Often the simplest of tools can be used to successfully track down a problem in a circuit. In the Technical Tidbit for August 1999, a magnetic field probe build from a paper clip was described. In addition to making voltage measurements in circuits, a paper clip probe can also be used to measure the relative phase or time delay between two signals. The application of this technique to impulsive signals has been made practical with the advent of relatively inexpensive, portable, and fast digitizing scopes. By measuring time delay, the location of a noise source can often be pinpointed in the circuit.

Figure 1 shows the construction of a paper clip probe. Two minutes, some heat shrink tubing, and a pair of needle nose pliers are all that is needed. A BNC barrel adapter makes a convenient mounting for the loop. Being able to construct a tool quickly from available parts can be a real advantage when time is important in an investigation.

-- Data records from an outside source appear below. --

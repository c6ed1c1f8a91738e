use chrono::{DateTime, Utc};
use serde::{Deserialize, Serialize};
use uuid::Uuid;

#[derive(Debug, Clone, Serialize, Deserialize)]
pub struct User {
    pub id: Uuid,
    pub username: String,
    pub is_admin: bool,
    pub created_at: DateTime<Utc>,
}

#[derive(Debug, Clone, Serialize, Deserialize)]
pub struct Thread {
    pub id: Uuid,
    pub name: String,
    pub created_by: Option<Uuid>,
    pub created_at: DateTime<Utc>,
}

/// A stored chat message. Append-only: there is no edit or retract.
#[derive(Debug, Clone, Serialize, Deserialize)]
pub struct Message {
    pub id: Uuid,
    pub thread_id: Uuid,
    pub user_id: Uuid,
    pub content: String,
    pub created_at: DateTime<Utc>,
}
use std::collections::HashMap;

use uuid::Uuid;

use carols_types::api::MessageResponse;
use carols_types::models::{Thread, User};

/// Errors surfaced by a chat backend.
#[derive(Debug, thiserror::Error)]
pub enum ClientError {
    /// Rejected locally, before any request was made.
    #[error("{0}")]
    Validation(String),

    /// The backend answered with an error status.
    #[error("{message}")]
    Api { status: u16, message: String },

    /// The request never completed.
    #[error(transparent)]
    Transport(#[from] reqwest::Error),
}

pub type ClientResult<T> = Result<T, ClientError>;

/// Adapter surface over the hosted store. The chat session talks only to
/// this trait; change notifications arrive separately, through the gateway.
#[allow(async_fn_in_trait)]
pub trait ChatBackend {
    async fn register_or_fetch(&self, username: &str) -> ClientResult<User>;

    async fn rename(&self, user_id: Uuid, new_username: &str) -> ClientResult<User>;

    async fn list_threads(&self) -> ClientResult<Vec<Thread>>;

    async fn create_thread(&self, name: &str, user_id: Uuid) -> ClientResult<Thread>;

    async fn delete_thread(&self, thread_id: Uuid) -> ClientResult<()>;

    async fn seed_default_threads(&self, user_id: Uuid) -> ClientResult<Vec<Thread>>;

    async fn list_messages(&self, thread_id: Uuid) -> ClientResult<Vec<MessageResponse>>;

    async fn send_message(
        &self,
        thread_id: Uuid,
        user_id: Uuid,
        content: &str,
    ) -> ClientResult<MessageResponse>;

    async fn mark_viewed(&self, user_id: Uuid, thread_id: Uuid) -> ClientResult<()>;

    async fn unread_counts(&self, user_id: Uuid) -> ClientResult<HashMap<Uuid, u64>>;
}
use std::collections::HashMap;
use std::sync::Arc;

use tokio::sync::{RwLock, broadcast};
use uuid::Uuid;

use carols_types::events::GatewayEvent;

/// A live gateway connection bound to a user.
#[derive(Debug, Clone)]
struct Session {
    user_id: Uuid,
    username: String,
}

/// Manages connected sessions and broadcasts events to all of them.
#[derive(Clone)]
pub struct Dispatcher {
    inner: Arc<DispatcherInner>,
}

struct DispatcherInner {
    /// Broadcast channel for gateway events — every connected client
    /// receives every event
    broadcast_tx: broadcast::Sender<GatewayEvent>,

    /// Live sessions keyed by connection id. A user may hold several
    /// sessions (tabs); the online set is the deduplicated union.
    sessions: RwLock<HashMap<Uuid, Session>>,
}

impl Dispatcher {
    pub fn new() -> Self {
        let (broadcast_tx, _) = broadcast::channel(1024);
        Self {
            inner: Arc::new(DispatcherInner {
                broadcast_tx,
                sessions: RwLock::new(HashMap::new()),
            }),
        }
    }

    /// Subscribe to gateway events. Returns a broadcast receiver.
    pub fn subscribe(&self) -> broadcast::Receiver<GatewayEvent> {
        self.inner.broadcast_tx.subscribe()
    }

    /// Broadcast an event to all connected clients.
    pub fn broadcast(&self, event: GatewayEvent) {
        let _ = self.inner.broadcast_tx.send(event);
    }

    /// Register a session. Broadcasts a presence update when this is the
    /// user's first live session. Returns the connection id.
    pub async fn session_online(&self, user_id: Uuid, username: String) -> Uuid {
        let conn_id = Uuid::new_v4();
        let first = {
            let mut sessions = self.inner.sessions.write().await;
            let first = !sessions.values().any(|s| s.user_id == user_id);
            sessions.insert(
                conn_id,
                Session {
                    user_id,
                    username: username.clone(),
                },
            );
            first
        };

        if first {
            self.broadcast(GatewayEvent::PresenceUpdate {
                user_id,
                username,
                online: true,
            });
        }

        conn_id
    }

    /// Drop a session. Broadcasts offline once the user's last session is
    /// gone.
    pub async fn session_offline(&self, conn_id: Uuid) {
        let departed = {
            let mut sessions = self.inner.sessions.write().await;
            let Some(session) = sessions.remove(&conn_id) else {
                return;
            };
            let last = !sessions.values().any(|s| s.user_id == session.user_id);
            last.then_some(session)
        };

        if let Some(session) = departed {
            self.broadcast(GatewayEvent::PresenceUpdate {
                user_id: session.user_id,
                username: session.username,
                online: false,
            });
        }
    }

    /// Current online users, one entry per user id.
    pub async fn online_users(&self) -> Vec<(Uuid, String)> {
        let sessions = self.inner.sessions.read().await;
        let mut users: HashMap<Uuid, String> = HashMap::new();
        for session in sessions.values() {
            users
                .entry(session.user_id)
                .or_insert_with(|| session.username.clone());
        }
        users.into_iter().collect()
    }

    /// Propagate a rename into live sessions so presence and typing events
    /// carry the new name.
    pub async fn rename_user(&self, user_id: Uuid, username: &str) {
        let mut sessions = self.inner.sessions.write().await;
        for session in sessions.values_mut() {
            if session.user_id == user_id {
                session.username = username.to_string();
            }
        }
    }
}
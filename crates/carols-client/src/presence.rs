use std::collections::HashMap;

use uuid::Uuid;

/// The online-user set, rebuilt from presence announcements. Tracked per
/// user id; the displayed list is the deduplicated set of names.
#[derive(Debug, Default)]
pub struct PresenceRoster {
    online: HashMap<Uuid, String>,
}

impl PresenceRoster {
    pub fn new() -> Self {
        Self::default()
    }

    pub fn apply(&mut self, user_id: Uuid, username: &str, online: bool) {
        if online {
            self.online.insert(user_id, username.to_string());
        } else {
            self.online.remove(&user_id);
        }
    }

    /// A rename only changes the display name of an already-online user.
    pub fn rename(&mut self, user_id: Uuid, username: &str) {
        if let Some(name) = self.online.get_mut(&user_id) {
            *name = username.to_string();
        }
    }

    /// Deduplicated display names, sorted for a stable listing.
    pub fn names(&self) -> Vec<String> {
        let mut names: Vec<String> = self.online.values().cloned().collect();
        names.sort();
        names.dedup();
        names
    }

    pub fn count(&self) -> usize {
        self.names().len()
    }

    pub fn is_online(&self, user_id: Uuid) -> bool {
        self.online.contains_key(&user_id)
    }
}

#[cfg(test)]
mod tests {
    use super::*;

    #[test]
    fn names_deduplicate_and_drop_on_offline() {
        let mut roster = PresenceRoster::new();
        let a = Uuid::new_v4();
        let b = Uuid::new_v4();

        roster.apply(a, "carol", true);
        roster.apply(b, "carol", true);
        assert_eq!(roster.names(), vec!["carol"]);
        assert_eq!(roster.count(), 1);

        roster.apply(a, "carol", false);
        assert_eq!(roster.names(), vec!["carol"]);

        roster.apply(b, "carol", false);
        assert!(roster.names().is_empty());
    }

    #[test]
    fn rename_only_touches_online_users() {
        let mut roster = PresenceRoster::new();
        let a = Uuid::new_v4();

        roster.rename(a, "ghost");
        assert!(roster.names().is_empty());

        roster.apply(a, "carol", true);
        roster.rename(a, "caroline");
        assert_eq!(roster.names(), vec!["caroline"]);
    }
}
use axum::{
    Json,
    extract::{Path, State},
    http::StatusCode,
};
use tracing::error;
use uuid::Uuid;

use carols_db::models::MessageRow;
use carols_db::now_timestamp;
use carols_types::MAX_MESSAGE_LENGTH;
use carols_types::api::{MessageResponse, SendMessageRequest};
use carols_types::events::GatewayEvent;

use crate::error::{ApiError, ApiResult};
use crate::{AppState, parse_timestamp, parse_uuid};

pub async fn get_messages(
    State(state): State<AppState>,
    Path(thread_id): Path<Uuid>,
) -> ApiResult<Json<Vec<MessageResponse>>> {
    // Run the blocking list query off the async runtime
    let db = state.db.clone();
    let tid = thread_id.to_string();
    let rows = tokio::task::spawn_blocking(move || db.get_messages(&tid))
        .await
        .map_err(|e| {
            error!("spawn_blocking join error: {}", e);
            ApiError::Store(anyhow::anyhow!("join error: {}", e))
        })??;

    Ok(Json(rows.into_iter().map(message_from_row).collect()))
}

/// Append one message. Content is validated before any store call; there is
/// no edit or retract counterpart.
pub async fn send_message(
    State(state): State<AppState>,
    Path(thread_id): Path<Uuid>,
    Json(req): Json<SendMessageRequest>,
) -> ApiResult<(StatusCode, Json<MessageResponse>)> {
    let content = req.content.trim();
    if content.is_empty() {
        return Err(ApiError::Validation("Message cannot be empty".to_string()));
    }
    if content.chars().count() > MAX_MESSAGE_LENGTH {
        return Err(ApiError::Validation(format!(
            "Message is too long (max {} characters)",
            MAX_MESSAGE_LENGTH
        )));
    }

    let author = state
        .db
        .get_user_by_id(&req.user_id.to_string())?
        .ok_or_else(|| ApiError::NotFound(format!("User not found: {}", req.user_id)))?;

    let id = Uuid::new_v4();
    let created_at = now_timestamp();
    state.db.insert_message(
        &id.to_string(),
        &thread_id.to_string(),
        &req.user_id.to_string(),
        content,
        &created_at,
    )?;

    let response = MessageResponse {
        id,
        thread_id,
        user_id: req.user_id,
        author_username: author.username.clone(),
        content: content.to_string(),
        created_at: parse_timestamp(&created_at),
    };

    // Fan out to all connected clients
    state.dispatcher.broadcast(GatewayEvent::MessageCreate {
        id,
        thread_id,
        user_id: req.user_id,
        author_username: author.username,
        content: content.to_string(),
        created_at: response.created_at,
    });

    Ok((StatusCode::CREATED, Json(response)))
}

fn message_from_row(row: MessageRow) -> MessageResponse {
    MessageResponse {
        id: parse_uuid(&row.id, "message id"),
        thread_id: parse_uuid(&row.thread_id, "thread_id"),
        user_id: parse_uuid(&row.user_id, "user_id"),
        author_username: row.author_username,
        content: row.content,
        created_at: parse_timestamp(&row.created_at),
    }
}
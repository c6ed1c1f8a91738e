use std::net::SocketAddr;
use std::path::PathBuf;
use std::sync::Arc;

use tower_http::cors::CorsLayer;
use tower_http::trace::TraceLayer;
use tracing::info;

use carols_api::{AppState, AppStateInner};
use carols_gateway::dispatcher::Dispatcher;

#[tokio::main]
async fn main() -> anyhow::Result<()> {
    // Load .env if present
    let _ = dotenvy::dotenv();

    // Init logging
    tracing_subscriber::fmt()
        .with_env_filter(
            tracing_subscriber::EnvFilter::try_from_default_env().unwrap_or_else(|_| {
                "carols_server=debug,carols_api=debug,carols_gateway=debug,carols_db=debug,tower_http=debug"
                    .into()
            }),
        )
        .init();

    // Config
    let db_path = std::env::var("CAROLS_DB_PATH").unwrap_or_else(|_| "carols.db".into());
    let host = std::env::var("CAROLS_HOST").unwrap_or_else(|_| "0.0.0.0".into());
    let port: u16 = std::env::var("CAROLS_PORT")
        .unwrap_or_else(|_| "3000".into())
        .parse()?;

    // Init database
    let db = carols_db::Database::open(&PathBuf::from(&db_path))?;

    // Shared state
    let dispatcher = Dispatcher::new();
    let state: AppState = Arc::new(AppStateInner {
        db: Arc::new(db),
        dispatcher,
    });

    let app = carols_api::router(state)
        .layer(CorsLayer::permissive())
        .layer(TraceLayer::new_for_http());

    let addr: SocketAddr = format!("{}:{}", host, port).parse()?;
    info!("Carols chat server listening on {}", addr);

    let listener = tokio::net::TcpListener::bind(addr).await?;
    axum::serve(listener, app).await?;

    Ok(())
}
impl<B: ChatBackend> ChatSession<B> {
    /// Register (or fetch) the user, load the thread list, and select the
    /// first thread. The thread list stays visible after the initial
    /// auto-selection.
    pub async fn start(backend: B, username: &str) -> ClientResult<Self> {
        let trimmed = username.trim();
        if trimmed.chars().count() < MIN_USERNAME_LENGTH {
            return Err(ClientError::Validation(
                "Username must be at least 2 characters".to_string(),
            ));
        }

        let user = backend.register_or_fetch(trimmed).await?;

        let mut session = Self {
            backend,
            user,
            threads: Vec::new(),
            selected: None,
            messages: Vec::new(),
            panel: Panel::Threads,
            threads_loading: false,
            messages_loading: false,
            error_banner: None,
            unread: UnreadTracker::new(),
            typing: TypingRoster::new(),
            presence: PresenceRoster::new(),
            compose: TypingDebounce::new(),
            outbox: Vec::new(),
        };

        session.refresh_threads().await;
        if let Some(first) = session.threads.first().map(|t| t.id) {
            session.select_thread(first).await;
            session.panel = Panel::Threads;
        }

        Ok(session)
    }

    pub fn user(&self) -> &User {
        &self.user
    }

    pub fn selected_thread(&self) -> Option<&Thread> {
        self.selected
            .and_then(|id| self.threads.iter().find(|t| t.id == id))
    }

    /// Typing broadcasts produced since the last drain.
    pub fn drain_outbox(&mut self) -> Vec<TypingBroadcast> {
        std::mem::take(&mut self.outbox)
    }

    /// Re-query the thread list and the unread counters. A load failure
    /// surfaces on the banner and keeps the existing state.
    pub async fn refresh_threads(&mut self) {
        self.threads_loading = true;
        self.error_banner = None;

        match self.backend.list_threads().await {
            Ok(threads) => {
                self.threads = threads;
                match self.backend.unread_counts(self.user.id).await {
                    Ok(counts) => self.unread.replace(counts),
                    Err(e) => warn!("Failed to load unread counts: {}", e),
                }
            }
            Err(e) => {
                warn!("Failed to load threads: {}", e);
                self.error_banner =
                    Some("Failed to load threads. Please check your connection.".to_string());
            }
        }

        self.threads_loading = false;
    }

    /// Select a thread: tear down the previous thread's typing state, load
    /// messages, record the view, and switch to the conversation panel.
    pub async fn select_thread(&mut self, thread_id: Uuid) {
        if let Some(previous) = self.selected {
            self.typing.clear_thread(previous);
        }
        self.compose.reset();

        self.selected = Some(thread_id);
        self.panel = Panel::Conversation;
        self.reload_messages().await;

        if let Err(e) = self.backend.mark_viewed(self.user.id, thread_id).await {
            warn!("Failed to mark thread viewed: {}", e);
        }
        self.unread.mark_viewed(thread_id);
    }

    async fn reload_messages(&mut self) {
        let Some(thread_id) = self.selected else {
            return;
        };

        self.messages_loading = true;
        self.error_banner = None;

        match self.backend.list_messages(thread_id).await {
            Ok(messages) => self.messages = messages,
            Err(e) => {
                warn!("Failed to load messages: {}", e);
                self.error_banner =
                    Some("Failed to load messages. Please check your connection.".to_string());
            }
        }

        self.messages_loading = false;
    }

    /// Back to the thread list (mobile single-panel layout).
    pub fn back_to_threads(&mut self) {
        self.panel = Panel::Threads;
    }

    pub fn dismiss_error(&mut self) {
        self.error_banner = None;
    }

    /// A keystroke in the composer.
    pub fn on_keystroke(&mut self, now: Instant) {
        let Some(thread_id) = self.selected else {
            return;
        };
        if let Some(signal) = self.compose.keystroke(now) {
            self.outbox.push(TypingBroadcast { thread_id, signal });
        }
    }

    /// Send the composed message. The local list is not updated here: the
    /// MessageCreate notification triggers the reload that shows it, so
    /// perceived latency is the notification round trip.
    pub async fn send_message(&mut self, content: &str) -> ClientResult<()> {
        let Some(thread_id) = self.selected else {
            return Err(ClientError::Validation("No thread selected".to_string()));
        };

        let trimmed = content.trim();
        if trimmed.is_empty() {
            return Err(ClientError::Validation("Message cannot be empty".to_string()));
        }
        if trimmed.chars().count() > MAX_MESSAGE_LENGTH {
            return Err(ClientError::Validation(format!(
                "Message is too long (max {} characters)",
                MAX_MESSAGE_LENGTH
            )));
        }

        self.outbox.push(TypingBroadcast {
            thread_id,
            signal: self.compose.submit(),
        });

        self.backend.send_message(thread_id, self.user.id, trimmed).await?;
        Ok(())
    }

    /// Create a thread; the list refreshes via the change notification.
    pub async fn create_thread(&mut self, name: &str) -> ClientResult<Thread> {
        let trimmed = name.trim();
        if trimmed.is_empty() {
            return Err(ClientError::Validation("Thread name is required".to_string()));
        }
        self.backend.create_thread(trimmed, self.user.id).await
    }

    /// Delete a thread. Fallback selection happens when the ThreadDelete
    /// notification comes back around.
    pub async fn delete_thread(&mut self, thread_id: Uuid) -> ClientResult<()> {
        self.backend.delete_thread(thread_id).await
    }

    pub async fn seed_default_threads(&mut self) -> ClientResult<usize> {
        let threads = self.backend.seed_default_threads(self.user.id).await?;
        Ok(threads.len())
    }

    /// Change the display name; other sessions learn about it through the
    /// UserUpdate notification.
    pub async fn rename(&mut self, new_username: &str) -> ClientResult<()> {
        let trimmed = new_username.trim();
        if trimmed.chars().count() < MIN_USERNAME_LENGTH {
            return Err(ClientError::Validation(
                "Username must be at least 2 characters".to_string(),
            ));
        }
        let user = self.backend.rename(self.user.id, trimmed).await?;
        self.user.username = user.username;
        Ok(())
    }

    /// Apply a change notification from the gateway. Store-table events
    /// trigger a re-query of the affected adapter; ephemeral events update
    /// local state directly. Duplicate notifications only cause idempotent
    /// re-fetches.
    pub async fn handle_event(&mut self, event: GatewayEvent, now: Instant) {
        match event {
            GatewayEvent::Ready { .. } => {}

            GatewayEvent::ThreadCreate { .. } => {
                self.refresh_threads().await;
                if self.selected.is_none() {
                    if let Some(first) = self.threads.first().map(|t| t.id) {
                        self.select_thread(first).await;
                        self.panel = Panel::Threads;
                    }
                }
            }

            GatewayEvent::ThreadDelete { id } => {
                self.typing.clear_thread(id);
                self.unread.remove_thread(id);
                self.refresh_threads().await;

                if self.selected == Some(id) {
                    self.selected = None;
                    self.messages.clear();
                    self.panel = Panel::Threads;
                    if let Some(first) = self.threads.first().map(|t| t.id) {
                        self.select_thread(first).await;
                        self.panel = Panel::Threads;
                    }
                }
            }

            GatewayEvent::MessageCreate {
                thread_id, user_id, ..
            } => {
                if self.selected == Some(thread_id) {
                    self.reload_messages().await;
                }
                self.unread.on_message(thread_id, user_id, self.user.id);
            }

            GatewayEvent::UserUpdate { id, username } => {
                self.presence.rename(id, &username);
                if id == self.user.id {
                    self.user.username = username;
                }
            }

            GatewayEvent::TypingStart {
                thread_id,
                user_id,
                username,
            } => {
                // the gateway echoes our own typing back to us
                if user_id != self.user.id {
                    self.typing.apply_start(thread_id, &username, now);
                }
            }

            GatewayEvent::TypingStop {
                thread_id,
                user_id,
                username,
            } => {
                if user_id != self.user.id {
                    self.typing.apply_stop(thread_id, &username);
                }
            }

            GatewayEvent::PresenceUpdate {
                user_id,
                username,
                online,
            } => {
                self.presence.apply(user_id, &username, online);
            }
        }
    }

    /// Periodic timer sweep: typing expiries plus the composer idle
    /// timeout.
    pub fn tick(&mut self, now: Instant) {
        self.typing.expire(now);

        let timed_out = self.compose.poll(now);
        if let (Some(thread_id), Some(signal)) = (self.selected, timed_out) {
            self.outbox.push(TypingBroadcast { thread_id, signal });
        }
    }
}
use std::collections::HashMap;
use std::time::{Duration, Instant};

use uuid::Uuid;

/// How long the composer stays "typing" after the last keystroke before a
/// stop signal goes out.
pub const TYPING_IDLE_TIMEOUT: Duration = Duration::from_secs(5);

/// Receivers drop a typing name this long after its last start signal, as a
/// safety net against a lost stop event.
pub const TYPING_EXPIRY: Duration = Duration::from_secs(6);

/// Outbound typing signal for the active thread.
#[derive(Debug, Clone, Copy, PartialEq, Eq)]
pub enum TypingSignal {
    Start,
    Stop,
}

/// Composer-side debounce: one start signal per idle window, one stop on
/// timeout or submit. Deadlines are plain values swept by the caller, so
/// nothing fires after a reset.
#[derive(Debug, Default)]
pub struct TypingDebounce {
    deadline: Option<Instant>,
}

impl TypingDebounce {
    pub fn new() -> Self {
        Self::default()
    }

    /// A keystroke. Emits `Start` only when no window is armed; keystrokes
    /// inside the window just push the stop deadline out.
    pub fn keystroke(&mut self, now: Instant) -> Option<TypingSignal> {
        let was_armed = self.deadline.is_some();
        self.deadline = Some(now + TYPING_IDLE_TIMEOUT);
        (!was_armed).then_some(TypingSignal::Start)
    }

    /// Message submitted: always an immediate stop, and the window disarms.
    pub fn submit(&mut self) -> TypingSignal {
        self.deadline = None;
        TypingSignal::Stop
    }

    /// Emits `Stop` once the idle window has elapsed.
    pub fn poll(&mut self, now: Instant) -> Option<TypingSignal> {
        match self.deadline {
            Some(deadline) if now >= deadline => {
                self.deadline = None;
                Some(TypingSignal::Stop)
            }
            _ => None,
        }
    }

    /// Disarm without emitting anything (thread change, teardown).
    pub fn reset(&mut self) {
        self.deadline = None;
    }
}

/// Receiver-side typing lists, one per thread, rebuilt independently by
/// every session. Names keep arrival order.
#[derive(Debug, Default)]
pub struct TypingRoster {
    threads: HashMap<Uuid, Vec<TypingEntry>>,
}

#[derive(Debug)]
struct TypingEntry {
    username: String,
    expires_at: Instant,
}

impl TypingRoster {
    pub fn new() -> Self {
        Self::default()
    }

    /// A start signal: add the name, or refresh its expiry.
    pub fn apply_start(&mut self, thread_id: Uuid, username: &str, now: Instant) {
        let entries = self.threads.entry(thread_id).or_default();
        let expires_at = now + TYPING_EXPIRY;
        match entries.iter_mut().find(|e| e.username == username) {
            Some(entry) => entry.expires_at = expires_at,
            None => entries.push(TypingEntry {
                username: username.to_string(),
                expires_at,
            }),
        }
    }

    /// A stop signal removes the name immediately.
    pub fn apply_stop(&mut self, thread_id: Uuid, username: &str) {
        if let Some(entries) = self.threads.get_mut(&thread_id) {
            entries.retain(|e| e.username != username);
        }
    }

    /// Sweep names whose start signal has gone stale.
    pub fn expire(&mut self, now: Instant) {
        for entries in self.threads.values_mut() {
            entries.retain(|e| e.expires_at > now);
        }
        self.threads.retain(|_, entries| !entries.is_empty());
    }

    pub fn typing_in(&self, thread_id: Uuid) -> Vec<&str> {
        self.threads
            .get(&thread_id)
            .map(|entries| entries.iter().map(|e| e.username.as_str()).collect())
            .unwrap_or_default()
    }

    pub fn clear_thread(&mut self, thread_id: Uuid) {
        self.threads.remove(&thread_id);
    }
}

#[cfg(test)]
mod tests {
    use super::*;

    #[test]
    fn debounce_sends_one_start_per_window() {
        let mut debounce = TypingDebounce::new();
        let t0 = Instant::now();

        assert_eq!(debounce.keystroke(t0), Some(TypingSignal::Start));
        assert_eq!(debounce.keystroke(t0 + Duration::from_secs(1)), None);
        assert_eq!(debounce.keystroke(t0 + Duration::from_secs(2)), None);

        // last keystroke at t0+2s, so the stop fires at t0+7s
        assert_eq!(debounce.poll(t0 + Duration::from_secs(6)), None);
        assert_eq!(
            debounce.poll(t0 + Duration::from_secs(7)),
            Some(TypingSignal::Stop)
        );

        // window disarmed: the next keystroke starts again
        assert_eq!(
            debounce.keystroke(t0 + Duration::from_secs(8)),
            Some(TypingSignal::Start)
        );
    }

    #[test]
    fn submit_stops_immediately() {
        let mut debounce = TypingDebounce::new();
        let t0 = Instant::now();

        debounce.keystroke(t0);
        assert_eq!(debounce.submit(), TypingSignal::Stop);

        // nothing left to time out
        assert_eq!(debounce.poll(t0 + Duration::from_secs(10)), None);
    }

    #[test]
    fn reset_disarms_without_emitting() {
        let mut debounce = TypingDebounce::new();
        let t0 = Instant::now();

        debounce.keystroke(t0);
        debounce.reset();
        assert_eq!(debounce.poll(t0 + Duration::from_secs(10)), None);
    }

    #[test]
    fn roster_expires_stale_names() {
        let mut roster = TypingRoster::new();
        let thread = Uuid::new_v4();
        let t0 = Instant::now();

        roster.apply_start(thread, "tim", t0);
        assert_eq!(roster.typing_in(thread), vec!["tim"]);

        // still there just before the deadline
        roster.expire(t0 + TYPING_EXPIRY - Duration::from_millis(1));
        assert_eq!(roster.typing_in(thread), vec!["tim"]);

        roster.expire(t0 + TYPING_EXPIRY);
        assert!(roster.typing_in(thread).is_empty());
    }

    #[test]
    fn repeat_start_refreshes_expiry() {
        let mut roster = TypingRoster::new();
        let thread = Uuid::new_v4();
        let t0 = Instant::now();

        roster.apply_start(thread, "tim", t0);
        roster.apply_start(thread, "tim", t0 + Duration::from_secs(4));

        roster.expire(t0 + Duration::from_secs(7));
        assert_eq!(roster.typing_in(thread), vec!["tim"]);
    }

    #[test]
    fn stop_removes_immediately_and_lists_are_per_thread() {
        let mut roster = TypingRoster::new();
        let carols = Uuid::new_v4();
        let general = Uuid::new_v4();
        let t0 = Instant::now();

        roster.apply_start(carols, "tim", t0);
        roster.apply_start(carols, "dami", t0);
        roster.apply_start(general, "tim", t0);

        roster.apply_stop(carols, "tim");
        assert_eq!(roster.typing_in(carols), vec!["dami"]);
        assert_eq!(roster.typing_in(general), vec!["tim"]);

        roster.clear_thread(general);
        assert!(roster.typing_in(general).is_empty());
    }
}
pub mod error;
pub mod messages;
pub mod threads;
pub mod users;
pub mod views;

use std::sync::Arc;

use axum::{
    Router,
    extract::{State, WebSocketUpgrade},
    response::IntoResponse,
    routing::{delete, get, post},
};
use chrono::{DateTime, NaiveDateTime, Utc};
use tracing::warn;
use uuid::Uuid;

use carols_db::Database;
use carols_gateway::{connection, dispatcher::Dispatcher};

pub type AppState = Arc<AppStateInner>;

pub struct AppStateInner {
    pub db: Arc<Database>,
    pub dispatcher: Dispatcher,
}

/// Assemble the application router: the REST surface plus the WebSocket
/// gateway. Middleware layers (CORS, tracing) are applied by the binary.
pub fn router(state: AppState) -> Router {
    Router::new()
        .route("/users", post(users::create_user))
        .route("/users/{user_id}/username", post(users::update_username))
        .route("/users/{user_id}/unread", get(views::unread_counts))
        .route("/threads", get(threads::list_threads).post(threads::create_thread))
        .route("/threads/initialize", post(threads::initialize_threads))
        .route("/threads/{thread_id}", delete(threads::delete_thread))
        .route(
            "/threads/{thread_id}/messages",
            get(messages::get_messages).post(messages::send_message),
        )
        .route("/threads/{thread_id}/views", post(views::mark_viewed))
        .route("/gateway", get(ws_upgrade))
        .with_state(state)
}

async fn ws_upgrade(State(state): State<AppState>, ws: WebSocketUpgrade) -> impl IntoResponse {
    ws.on_upgrade(move |socket| {
        connection::handle_connection(socket, state.dispatcher.clone(), state.db.clone())
    })
}

/// Parse a stored timestamp. Rows written by this app are RFC3339; rows
/// created through SQLite's own datetime('now') default are naive UTC.
pub(crate) fn parse_timestamp(raw: &str) -> DateTime<Utc> {
    raw.parse::<DateTime<Utc>>()
        .or_else(|_| {
            NaiveDateTime::parse_from_str(raw, "%Y-%m-%d %H:%M:%S").map(|ndt| ndt.and_utc())
        })
        .unwrap_or_else(|e| {
            warn!("Corrupt timestamp '{}': {}", raw, e);
            DateTime::default()
        })
}

pub(crate) fn parse_uuid(raw: &str, field: &str) -> Uuid {
    raw.parse().unwrap_or_else(|e| {
        warn!("Corrupt {} '{}': {}", field, raw, e);
        Uuid::default()
    })
}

Figure 1. Building a Paper Clip Probe


Figure 2 shows the output from an 8 GSa/sec oscilloscope connected through two equal lengths of coaxial cable to two paper clip loops. In this case, the purpose of the measurement was to confirm the existence of an ESD event when an automatic tester contacted a chip. About 10 cm away was another possible source of noise that could mimic ESD. The upper trace represents the output of the loop held near the contacts of the tester that touch the chip and the lower trace was from the loop held near the possible second source of noise. Both scope inputs were terminated in 50 Ohms to match the impedance of the coaxial cables.


Figure 2. Output from Two Paper Clip Probes

Notice that the lower signal started between 600 and 800 ps after the upper signal. That time delay corresponds approximately to the time necessary for the signal to traverse the distance between the two measurements. This measurement confirmed that the impulse was coming from contact with the chip, not from the other possible source. The amplitude difference between the two traces also leads to the same conclusion, but in many instances, amplitude differences may be not as pronounced and even unreliable because of variable coupling between the loop and the circuit.

A more general case would be tracking down a source of noise that manifestes itself as a measurable signal at some point in the circuit. The measurement could be made in any way, such as with a standard scope probe, a magnetic loop, or any other suitable sensor/probe. Two additional probes of identical time delay are placed at other points in the circuit. By analyzing the relative time delays for the three channels, the location on a printed wiring board can be determined. Determining the location of a source in three dimensional space is a little more complicated. Two algorithms for locating sources of noise (ESD events in this case) were described in two separate papers by J. Bernier and D. Lin at the 1997 EOS/ESD Symposium. The EOS/ESD Symposium is sponsored by the ESD Association.